Collection entries:
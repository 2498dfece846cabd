//! MMP client implementation.
//!
//! This module contains the main client that manages the connection
//! lifecycle, protocol state, and event emission. The client owns the
//! reconnect policy: it dials, runs one connection to completion, settles
//! anything left pending, and dials again after an exponentially growing
//! delay. Consumers talk to it through an [`MmpHandle`] and receive
//! [`ClientEvent`]s on a channel, so they never observe individual
//! connection attempts beyond the Connected/Disconnected notifications.

use std::collections::BTreeMap;
use std::time::Duration;

use super::codec::{self, trailing};
use super::connection::{Connection, Transport};
use super::dispatch::{dispatch, Dispatch, ServerCommand};
use super::error::{MmpError, MmpResult};
use super::registry::PendingResults;
use crate::config::MetaValue;
use crate::work::{WorkUnit, DATA_LEN, DEFAULT_TARGET};
use tokio::sync::{mpsc, oneshot};
use tokio_util::sync::CancellationToken;
use tracing::{debug, info, warn};

/// First reconnect delay after a connection is lost.
const BACKOFF_INITIAL: Duration = Duration::from_millis(200);

/// Reconnect delay ceiling.
const BACKOFF_MAX: Duration = Duration::from_secs(60);

/// Server connection configuration.
#[derive(Debug, Clone, Default)]
pub struct ClientConfig {
    /// Server address, `host:port`
    pub addr: String,

    /// Worker username
    pub username: String,

    /// Worker password
    pub password: String,
}

/// Events emitted by the client.
#[derive(Debug, Clone, PartialEq, Eq)]
pub enum ClientEvent {
    /// A connection to the server was established
    Connected,

    /// The connection was lost; pending submissions have been settled as
    /// rejected
    Disconnected,

    /// Free-text message from the server, for the operator
    Msg(String),

    /// A new work unit, carrying the target in force at receipt
    Work(WorkUnit),

    /// Block-height notice
    Block(u64),
}

/// Commands accepted by the client.
#[derive(Debug)]
pub enum ClientCommand {
    /// Ask the server for another work unit
    RequestWork,

    /// Set a metadata variable, synchronizing it to the server
    SetMeta { name: String, value: MetaValue },

    /// Submit a proof-of-work result; the reply settles with the server's
    /// verdict
    SubmitResult {
        payload: Vec<u8>,
        reply: oneshot::Sender<bool>,
    },
}

/// Cloneable handle for driving a running [`MmpClient`].
#[derive(Clone)]
pub struct MmpHandle {
    command_tx: mpsc::Sender<ClientCommand>,
}

impl MmpHandle {
    /// Ask the server for another work unit.
    pub async fn request_work(&self) -> MmpResult<()> {
        self.command_tx
            .send(ClientCommand::RequestWork)
            .await
            .map_err(|_| MmpError::ChannelClosed)
    }

    /// Set a metadata variable. The client retains it and re-synchronizes
    /// on every reconnect.
    pub async fn set_meta(&self, name: &str, value: impl Into<MetaValue>) -> MmpResult<()> {
        self.command_tx
            .send(ClientCommand::SetMeta {
                name: name.to_string(),
                value: value.into(),
            })
            .await
            .map_err(|_| MmpError::ChannelClosed)
    }

    /// Submit a result payload.
    ///
    /// The returned receiver settles with the server's verdict, or with
    /// `false` if the connection is lost before a verdict arrives.
    pub async fn submit(&self, payload: Vec<u8>) -> MmpResult<oneshot::Receiver<bool>> {
        let (reply, rx) = oneshot::channel();
        self.command_tx
            .send(ClientCommand::SubmitResult { payload, reply })
            .await
            .map_err(|_| MmpError::ChannelClosed)?;
        Ok(rx)
    }
}

/// Create a handle wired to a bare command channel, for driving consumers
/// of [`MmpHandle`] without a running client.
#[cfg(test)]
pub(crate) fn test_handle() -> (MmpHandle, mpsc::Receiver<ClientCommand>) {
    let (command_tx, command_rx) = mpsc::channel(32);
    (MmpHandle { command_tx }, command_rx)
}

/// Exponential reconnect backoff.
///
/// `next()` yields the delay to wait before the upcoming attempt and
/// doubles the stored delay up to the ceiling. Reset when the server
/// proves healthy, which for MMP means a valid work unit was processed,
/// not merely a TCP accept.
#[derive(Debug)]
struct Backoff {
    delay: Duration,
}

impl Backoff {
    fn new() -> Self {
        Self {
            delay: BACKOFF_INITIAL,
        }
    }

    fn next(&mut self) -> Duration {
        let delay = self.delay;
        self.delay = (self.delay * 2).min(BACKOFF_MAX);
        delay
    }

    fn reset(&mut self) {
        self.delay = BACKOFF_INITIAL;
    }
}

/// MMP client.
///
/// Manages the connection to a mining server, handles the protocol
/// lifecycle (login, metadata synchronization), and emits events for
/// work, verdicts, and connection state.
pub struct MmpClient {
    /// Server configuration
    config: ClientConfig,

    /// Where to send events
    event_tx: mpsc::Sender<ClientEvent>,

    /// Where to receive commands
    command_rx: mpsc::Receiver<ClientCommand>,

    /// Shutdown signal
    shutdown: CancellationToken,

    /// Submissions awaiting a server verdict
    pending: PendingResults,

    /// Reconnect delay state
    backoff: Backoff,

    /// Difficulty target for the current login session
    target: [u8; 32],

    /// Metadata variables, replayed during each handshake
    meta: BTreeMap<String, MetaValue>,
}

impl MmpClient {
    /// Create a new client and the handle that drives it.
    pub fn new(
        config: ClientConfig,
        event_tx: mpsc::Sender<ClientEvent>,
        shutdown: CancellationToken,
    ) -> (Self, MmpHandle) {
        let (command_tx, command_rx) = mpsc::channel(32);

        let client = Self {
            config,
            event_tx,
            command_rx,
            shutdown,
            pending: PendingResults::new(),
            backoff: Backoff::new(),
            target: DEFAULT_TARGET,
            meta: BTreeMap::new(),
        };
        (client, MmpHandle { command_tx })
    }

    async fn emit(&self, event: ClientEvent) -> MmpResult<()> {
        self.event_tx
            .send(event)
            .await
            .map_err(|_| MmpError::ChannelClosed)
    }

    /// Serialize one META command. Integer values go bare; strings carry
    /// the trailing marker so they may contain spaces.
    fn meta_line(name: &str, value: &MetaValue) -> String {
        match value {
            MetaValue::Int(v) => format!("META {} {}", name, v),
            MetaValue::Str(s) => format!("META {} {}", name, trailing(s)),
        }
    }

    /// Run the client until shutdown, reconnecting as needed.
    ///
    /// Each lost connection settles all pending submissions as rejected
    /// and emits `Disconnected`, then the next attempt waits out the
    /// current backoff delay. Commands arriving while offline are handled
    /// immediately rather than queued against a dead connection.
    pub async fn run(mut self) -> MmpResult<()> {
        loop {
            match Connection::connect(&self.config.addr).await {
                Ok(conn) => {
                    self.emit(ClientEvent::Connected).await?;

                    match self.run_with_transport(conn).await {
                        Ok(()) => {
                            // Shutdown requested; the consumer may already
                            // be gone, so a failed notification is fine.
                            let _ = self.connection_lost().await;
                            return Ok(());
                        }
                        Err(MmpError::ChannelClosed) => return Err(MmpError::ChannelClosed),
                        Err(e) => {
                            warn!(error = %e, "Connection lost");
                            self.connection_lost().await?;
                        }
                    }
                }
                Err(e) => {
                    warn!(addr = %self.config.addr, error = %e, "Connection attempt failed");
                }
            }

            if self.shutdown.is_cancelled() {
                return Ok(());
            }

            let delay = self.backoff.next();
            info!(delay_ms = delay.as_millis() as u64, "Reconnecting after delay");

            let sleep = tokio::time::sleep(delay);
            tokio::pin!(sleep);
            loop {
                tokio::select! {
                    _ = &mut sleep => break,

                    Some(cmd) = self.command_rx.recv() => {
                        self.handle_offline_command(cmd);
                    }

                    _ = self.shutdown.cancelled() => return Ok(()),
                }
            }
        }
    }

    /// Settle state after a connection ends.
    ///
    /// No verdict will ever arrive for in-flight submissions, so they all
    /// resolve as rejected before the consumer hears `Disconnected`. The
    /// target belongs to the login session that just ended; the server
    /// resends it after the next login.
    async fn connection_lost(&mut self) -> MmpResult<()> {
        let outstanding = self.pending.len();
        if outstanding > 0 {
            debug!(outstanding, "Settling pending submissions as rejected");
        }
        self.pending.purge();
        self.target = DEFAULT_TARGET;
        self.emit(ClientEvent::Disconnected).await
    }

    /// Handle a command that arrives between connections.
    fn handle_offline_command(&mut self, cmd: ClientCommand) {
        match cmd {
            ClientCommand::RequestWork => {
                // Nothing to ask; the consumer re-requests once reconnected.
                debug!("Dropping work request while disconnected");
            }
            ClientCommand::SetMeta { name, value } => {
                // Retained for replay during the next handshake.
                self.meta.insert(name, value);
            }
            ClientCommand::SubmitResult { reply, .. } => {
                let _ = reply.send(false);
            }
        }
    }

    /// Run one connection over a pre-established transport.
    ///
    /// Performs the handshake (LOGIN, metadata replay), then enters the
    /// main loop handling server commands and consumer commands until the
    /// connection drops or shutdown is requested.
    pub(crate) async fn run_with_transport(&mut self, mut conn: impl Transport) -> MmpResult<()> {
        conn.write_line(&format!(
            "LOGIN {} {}",
            self.config.username,
            trailing(&self.config.password)
        ))
        .await?;

        for (name, value) in &self.meta {
            conn.write_line(&Self::meta_line(name, value)).await?;
        }

        loop {
            tokio::select! {
                result = conn.read_line() => {
                    let line = result?.ok_or(MmpError::Disconnected)?;

                    match dispatch(&codec::parse(&line)) {
                        Dispatch::Command(cmd) => self.handle_server_command(cmd).await?,
                        Dispatch::Ignored => {}
                        Dispatch::Illegal(command) => {
                            warn!(command = %command, line = %line, "Malformed command from server");
                        }
                    }
                }

                Some(cmd) = self.command_rx.recv() => {
                    self.handle_client_command(&mut conn, cmd).await?;
                }

                _ = self.shutdown.cancelled() => {
                    return Ok(());
                }
            }
        }
    }

    /// Handle one well-formed command from the server.
    async fn handle_server_command(&mut self, cmd: ServerCommand) -> MmpResult<()> {
        match cmd {
            ServerCommand::Msg(text) => {
                self.emit(ClientEvent::Msg(text)).await?;
            }
            ServerCommand::Target(hex_target) => {
                // Only an exactly 32-byte target takes effect.
                match hex::decode(&hex_target).ok().and_then(|b| <[u8; 32]>::try_from(b).ok()) {
                    Some(target) => {
                        debug!(target = %hex_target, "Target updated");
                        self.target = target;
                    }
                    None => {
                        warn!(target = %hex_target, "Ignoring malformed target");
                    }
                }
            }
            ServerCommand::Work { data, mask } => {
                // Anything but an exactly 80-byte prefix is dropped.
                let bytes = match hex::decode(&data)
                    .ok()
                    .and_then(|b| <[u8; DATA_LEN]>::try_from(b).ok())
                {
                    Some(bytes) => bytes,
                    None => {
                        debug!(len = data.len(), "Ignoring malformed work data");
                        return Ok(());
                    }
                };

                let work = WorkUnit {
                    data: bytes,
                    target: self.target,
                    mask,
                };
                self.emit(ClientEvent::Work(work)).await?;

                // A valid work unit means the server is healthy.
                self.backoff.reset();
            }
            ServerCommand::Block(height) => {
                self.emit(ClientEvent::Block(height)).await?;
            }
            ServerCommand::Accepted(hex_payload) => {
                self.handle_verdict(&hex_payload, true);
            }
            ServerCommand::Rejected(hex_payload) => {
                self.handle_verdict(&hex_payload, false);
            }
        }
        Ok(())
    }

    fn handle_verdict(&mut self, hex_payload: &str, accepted: bool) {
        let payload = match hex::decode(hex_payload) {
            Ok(payload) => payload,
            Err(_) => {
                warn!(payload = %hex_payload, "Ignoring verdict with malformed payload");
                return;
            }
        };

        if !self.pending.resolve(&payload, accepted) {
            warn!(payload = %hex_payload, accepted, "Verdict for unknown submission");
        }
    }

    /// Handle one command from the consumer while connected.
    async fn handle_client_command(
        &mut self,
        conn: &mut impl Transport,
        cmd: ClientCommand,
    ) -> MmpResult<()> {
        match cmd {
            ClientCommand::RequestWork => {
                conn.write_line("MORE").await?;
            }
            ClientCommand::SetMeta { name, value } => {
                conn.write_line(&Self::meta_line(&name, &value)).await?;
                self.meta.insert(name, value);
            }
            ClientCommand::SubmitResult { payload, reply } => {
                // The line is resent even when an identical payload is
                // already pending; the registry chains the waiters so one
                // verdict settles all of them.
                let line = format!("RESULT {}", hex::encode(&payload));
                self.pending.add(payload, reply);
                conn.write_line(&line).await?;
            }
        }
        Ok(())
    }
}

Description of the task: Answer with one number only: how many lines in the data contain the word "healthy"?

Answer box: 2